A recent post to the Jack’s Winning Words blog used this little quote – “Life is not like Burger King. We can’t always have it our way.” (Randi Zuckerberg)
One can imagine that life is unfolding in front of us in a totally random way; or, perhaps, take the approach that the things that are happening are God’s grand plan for how things are supposed to happen. I’m not a believer that God somehow micromanages everything that happens to everyone. Taking that position would seem to go against the concept of free will, which is an important tenant of Christian faith. There are sayings like “Everything happens for a reason”, which seem to be pointing towards God having a say in everything that happens. I don’t buy that either.
What I can buy into is God’s hand in how we react to the things that happen to us in life. The ability to accept things and move on and the ability to forgive those who may have caused us pain or harm and move on with life are different ways to react in which a strong belief in God plays a key role. In both cases, a key requirement is the ability to give up the self-delusion that we are in control of things.
If we admit that we cannot control the things that happen in life; then, what’s left for us to do? The main thing that we do control is how we react to those things that happen to us or around us. Some people spend a great deal of time and energy (mental and physical) preparing for things that they imagine might happen. The recent fascination with the concept of a zombie apocalypse is an extreme example; however, there is a huge contingent of “survivalists” in every corner of the country who are planning and preparing for apocalyptic events that they “see” coming. They have stockpiles of food, water and guns to provide for and protect their families when the imagined worst happens.
A more likely day-to-day happening in life is for one to be faced with some disappointment that comes our way. It may be a social snub of some sort, a loss at a game, or perhaps something at work that doesn’t play out as we had hoped. No matter what the disappointment or defeat is; we have a choice of how we react to it. The best reaction may be one in which you say to yourself, “Oh well, I guess that wasn’t meant to be” and move on. The worst reaction is one in which you wallow in self-pity, self-recrimination or self-doubt.
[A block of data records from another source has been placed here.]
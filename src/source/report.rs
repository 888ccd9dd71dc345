//! Typed view of the iperf3 report header.
//!
//! The interval records stay untyped until the record parser sees them;
//! only the `start` section, used for plot metadata, is deserialized here.

use serde::{Deserialize, Serialize};
use serde_json::Value;

/// A decoded input report.
#[derive(Debug, Clone)]
pub struct Report {
    /// Input file stem, used to name output artifacts.
    pub name: String,
    /// The whole decoded document.
    pub document: Value,
    /// Test metadata from the `start` section.
    pub metadata: TestMetadata,
}

/// Metadata describing the test run.
#[derive(Debug, Clone, Default, PartialEq, Serialize)]
pub struct TestMetadata {
    pub time: Option<String>,
    pub protocol: Option<String>,
    pub local_host: Option<String>,
    pub remote_host: Option<String>,
    pub num_streams: Option<u32>,
    pub duration: Option<f64>,
}

impl TestMetadata {
    /// Extract metadata from a report document. Unknown or malformed
    /// sections leave the corresponding fields empty.
    pub fn from_document(document: &Value) -> Self {
        let Some(start) = document.get("start") else {
            return Self::default();
        };
        let start: StartSection = serde_json::from_value(start.clone()).unwrap_or_default();
        let connected = start.connected.into_iter().next().unwrap_or_default();

        Self {
            time: start.timestamp.and_then(|t| t.time),
            protocol: start.test_start.as_ref().and_then(|t| t.protocol.clone()),
            local_host: connected.local_host,
            remote_host: connected.remote_host,
            num_streams: start.test_start.as_ref().and_then(|t| t.num_streams),
            duration: start.test_start.as_ref().and_then(|t| t.duration),
        }
    }
}

/// The `start` section of an iperf3 report.
#[derive(Debug, Clone, Default, Deserialize)]
struct StartSection {
    #[serde(default)]
    connected: Vec<Connected>,
    #[serde(default)]
    timestamp: Option<Timestamp>,
    #[serde(default)]
    test_start: Option<TestStart>,
}

#[derive(Debug, Clone, Default, Deserialize)]
struct Connected {
    #[serde(default)]
    local_host: Option<String>,
    #[serde(default)]
    remote_host: Option<String>,
}

#[derive(Debug, Clone, Default, Deserialize)]
struct Timestamp {
    #[serde(default)]
    time: Option<String>,
}

#[derive(Debug, Clone, Default, Deserialize)]
struct TestStart {
    #[serde(default)]
    protocol: Option<String>,
    #[serde(default)]
    num_streams: Option<u32>,
    #[serde(default)]
    duration: Option<f64>,
}
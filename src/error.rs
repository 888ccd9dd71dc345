//! Error types for the plotting pipeline.

use std::fmt;
use std::io;
use std::process::ExitStatus;

use thiserror::Error;

use crate::data::{Direction, Metric};

/// Errors that can occur while turning interval records into plots.
#[derive(Debug, Error)]
pub enum Error {
    /// An interval entry does not have the expected shape.
    #[error("malformed entry {entry}: {reason}")]
    MalformedInput {
        entry: EntryRef,
        reason: MalformedReason,
    },

    /// No plottable data points exist for a metric/direction.
    #[error("no data points for {metric} ({direction})")]
    EmptySeries { metric: Metric, direction: Direction },

    /// The rendering configuration is structurally invalid.
    #[error("invalid render configuration: {0}")]
    InvalidRenderConfig(String),

    /// The render backend failed.
    #[error(transparent)]
    Render(#[from] RenderError),
}

/// Location of a raw entry in the input document.
#[derive(Debug, Clone, Copy, PartialEq, Eq)]
pub struct EntryRef {
    /// Direction of the entry, if it could be classified.
    pub direction: Option<Direction>,
    /// Position among the entries of that direction (or among all
    /// entries when the direction is unknown).
    pub index: usize,
    /// Index of the enclosing interval.
    pub interval: usize,
}

impl fmt::Display for EntryRef {
    fn fmt(&self, f: &mut fmt::Formatter<'_>) -> fmt::Result {
        match self.direction {
            Some(direction) => write!(
                f,
                "#{} of {} (interval {})",
                self.index, direction, self.interval
            ),
            None => write!(f, "#{} (interval {})", self.index, self.interval),
        }
    }
}

/// Why an entry was rejected.
#[derive(Debug, Clone, PartialEq, Error)]
pub enum MalformedReason {
    #[error("entry is not an object")]
    NotAnObject,

    #[error("interval has no stream list")]
    MissingStreams,

    #[error("missing field `{0}`")]
    MissingField(&'static str),

    #[error("field `{field}` is not {expected}")]
    WrongType {
        field: &'static str,
        expected: &'static str,
    },

    #[error("interval end {end} is not after start {start}")]
    InvalidBounds { start: f64, end: f64 },

    #[error("{lost} packets lost out of {sent} sent")]
    LossExceedsSent { lost: u64, sent: u64 },
}

/// Errors reported by a render backend.
#[derive(Debug, Error)]
pub enum RenderError {
    /// Nothing to draw.
    #[error("degenerate render request: {0}")]
    Degenerate(String),

    /// The external renderer could not be started.
    #[error("failed to spawn renderer: {0}")]
    Spawn(#[source] io::Error),

    /// The external renderer exited unsuccessfully.
    #[error("renderer exited with {status}: {stderr}")]
    Failed { status: ExitStatus, stderr: String },

    /// I/O with the renderer failed.
    #[error("renderer I/O failed: {0}")]
    Io(#[from] io::Error),
}

/// Convenience alias for pipeline results.
pub type Result<T, E = Error> = std::result::Result<T, E>;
Those reactions are all the first steps toward self-loathing and depression. Don’t go there. There may well have been things that you could have done differently; but, you didn’t; so get over it, learn from it and get on with it.
How do you find the strength to deal with adversity and move on in life? That’s where your faith comes into play. Accompanying most setbacks in life is a sense (fear) of being alone. Sometimes this is self-imposed isolation, because we try to keep our remorse or regret or shame or hurt to ourselves. Perhaps we have no “significant other” with whom we can share these feelings. In either case, don’t forget that you are ever alone. God is there with you and ready to share and offload your burden. All you have to do is ask God for help and accept that help; in order to experience the peace that surpasses all understanding. Try it. Use the little prayer that I often use – “Not my will but Thy will be done”. Let God lift your burden from your shoulders. Let it go.
Peace be with you. Move on.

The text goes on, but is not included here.